Requirement:
Every entry below should be written out again exactly.

Given entries:
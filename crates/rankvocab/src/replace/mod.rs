//! # Batched Replace-By-Lookup
//!
//! A stateless search-and-replace primitive over integer arrays:
//! given parallel ``keys``/``values`` arrays, every element of a data array
//! is replaced by the value paired with its exactly-matching key.
//!
//! The [`vocab`](crate::vocab) query operations are all built on this
//! primitive, but it is also usable on its own:
//! * [`ReplacementTable`] - a sort-once, replace-many table.
//! * [`bulk_replace`] - a one-shot entry point.

mod bulk_replace;
mod replacement_table;

#[doc(inline)]
pub use bulk_replace::bulk_replace;
#[doc(inline)]
pub use replacement_table::ReplacementTable;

Solution to this task:
filename crates/rankvocab/src/replace/mod.rs
//! # Batched Replace-By-Lookup
//!
//! A stateless search-and-replace primitive over integer arrays:
//! given parallel ``keys``/``values`` arrays, every element of a data array
//! is replaced by the value paired with its exactly-matching key.
//!
//! The [`vocab`](crate::vocab) query operations are all built on this
//! primitive, but it is also usable on its own:
//! * [`ReplacementTable`] - a sort-once, replace-many table.
//! * [`bulk_replace`] - a one-shot entry point.

mod bulk_replace;
mod replacement_table;

#[doc(inline)]
pub use bulk_replace::bulk_replace;
#[doc(inline)]
pub use replacement_table::ReplacementTable;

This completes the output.